Tutti abbiamo passato momenti nella vita durante i quali eravamo in difficoltà per vari ordini di motivi o avevamo talmente tanti impegni dal dire la famosa frase: “Non so a chi dare i resti”. Sono stati o sono momenti caotici.
Dopo l’elezione del Presidente Donald Trump il mondo è piombato nel caos generale dove incertezze, nuove e vecchie problematiche si sono accavallate ed intrecciate producendo una diffusa confusione che si è sovrapposta e ha influenzato quelle domestiche.
La pax atlantica si sta dissolvendo come i ghiacciai vittime dei mutamenti climatici, anzi con maggiore velocità. Mire espansionistiche verso Paesi alleati o confinanti vanno prese sempre più sul serio. Il vice Presidente statunitense James David Vance ha visitato la base militare in Groenlandia sollecitando gli abitanti dell’isola a distaccarsi dalla Danimarca per abbracciare la bandiera a stelle e strisce dove poter cucire un’altra stella. L’opzione militare non è stata del tutto abbandonata, anzi nuovamente ventilata: o con le buone o con le cattive. L’ascia di guerra, per dirla con i Pellerossa, non è stata seppellita. Un groviglio di interessi geopolitici, geoeconomici e geostrategici si sovrappongono intorno all’area del Polo Nord. Rimane il dilemma di un’aggressione di un Paese NATO ad altro dell’Alleanza atlantica. Come si applicherebbe l’articolo 5?
L’arma deleteria dei dazi che, in particolare, coinvolgono l’Unione Europea, la Cina, il Canada, il Messico ed altri Paesi si sta dipanando lentamente ma inesorabilmente, pur con alcuni stop and go dal sapore ricattatorio.
L’aver preso le redini per un tentativo di pacificazione tra Russia e Ucraina non sembra dare risultati particolarmente positivi. La strategia russa è di aumentare la posta ogni volta che ci si avvicina ad un temporaneo cessate il fuoco. Certamente la finalità è di trovarsi in posizione di forza con territori conquistati sempre più ampi. La pressione militare si sta incrementando per estendere le aree occupate dopo l’aggressione del febbraio 2022.
In Medio Oriente, dopo una fragile pausa bellica, gli scontri sono ripresi tra reciproche accuse. Anche qui l’intento è di conquistare, o radere al suolo, sempre maggiori territori per renderli inabitabili per un lungo periodo.

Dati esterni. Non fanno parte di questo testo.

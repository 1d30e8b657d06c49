use crate::utils::Error;

pub type Result<T> = std::result::Result<T, Error>;

pub fn handle_error_and_exit(err: Error) -> ! {
    log::error!("{}", err);
    std::process::exit(1);
}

In ambedue i casi il negoziatore statunitense è l’immobiliarista Steve Witkoff; forse un piccolo interesse della lobby degli immobiliaristi nella ricostruzione di ambedue i territori?
Evitiamo di parlare della chat nella quale si sono affrontati segreti militari e di stato, inopinatamente allargata ad un giornalista, ma domandiamoci soltanto: in quali mani sono le sorti del mondo? Dilettanti allo sbaraglio come nella famosa trasmissione “La Corrida”?
In questo quadro confuso ed ondivago, tra speranze e delusioni, alcuni Stati dell’Unione Europea stanno discettando sul come porre rimedio al ritiro, parziale o totale, dell’ombrello protettivo statunitense in ambito NATO.
Nel nostro Paese, e non solo, si brilla per questioni di wording, per accaparrarsi la simpatia di Trump o dell’Unione Europea o nel tentativo di accontentare le due sponde dell’Atlantico contemporaneamente. Stabilito che “riarmo” non piace si è passati alla “sicurezza” mediante un incremento delle spese per gli armamenti. Non è ancora ben chiaro se a livello nazionale od europeo. Amalgamare gli armamenti sarebbe un primo timido passo per una difesa europea; la via più veloce è quella di acquistarle dagli USA. Sarebbe l’estrema gioia di Trump che ottiene almeno tre obiettivi: minori spese a livello NATO, maggiori esportazioni per la potentissima lobby delle armi e vantare un grande successo interno, avvalorando nell’opinione pubblica la tesi che l’Unione Europea è stata una sanguisuga dagli anni cinquanta in poi.
In Italia abbiamo chi parla con l’Unione Europea, chi con Trump, chi con Vance. Mai avuta tanta chiarezza in politica estera e non si capisce bene chi la voglia imporre a dispetto di quanto previsto in Costituzione. Le opposizioni procedono ognuna per suo conto con intenti a geometria variabile.
La mancanza di chiarezza genera confusione nel cittadino, sempre più stanco di un teatrino poco edificante dove l’unica certezza sono le reciproche accuse, spesso con toni di pessimo gusto. Il caos regna sovrano, anzi è il nuovo Sovrano.
Un ultimo pensiero, non certo per importanza, perché sarebbe il primo per valori umani, va alle popolazioni colpite dal disastroso terremoto in Myanmar e, in minor misura, in Tailandia. Anche qui la preoccupazione che sembra prevalere è continuare a bombardare e non i soccorsi. Caos su caos.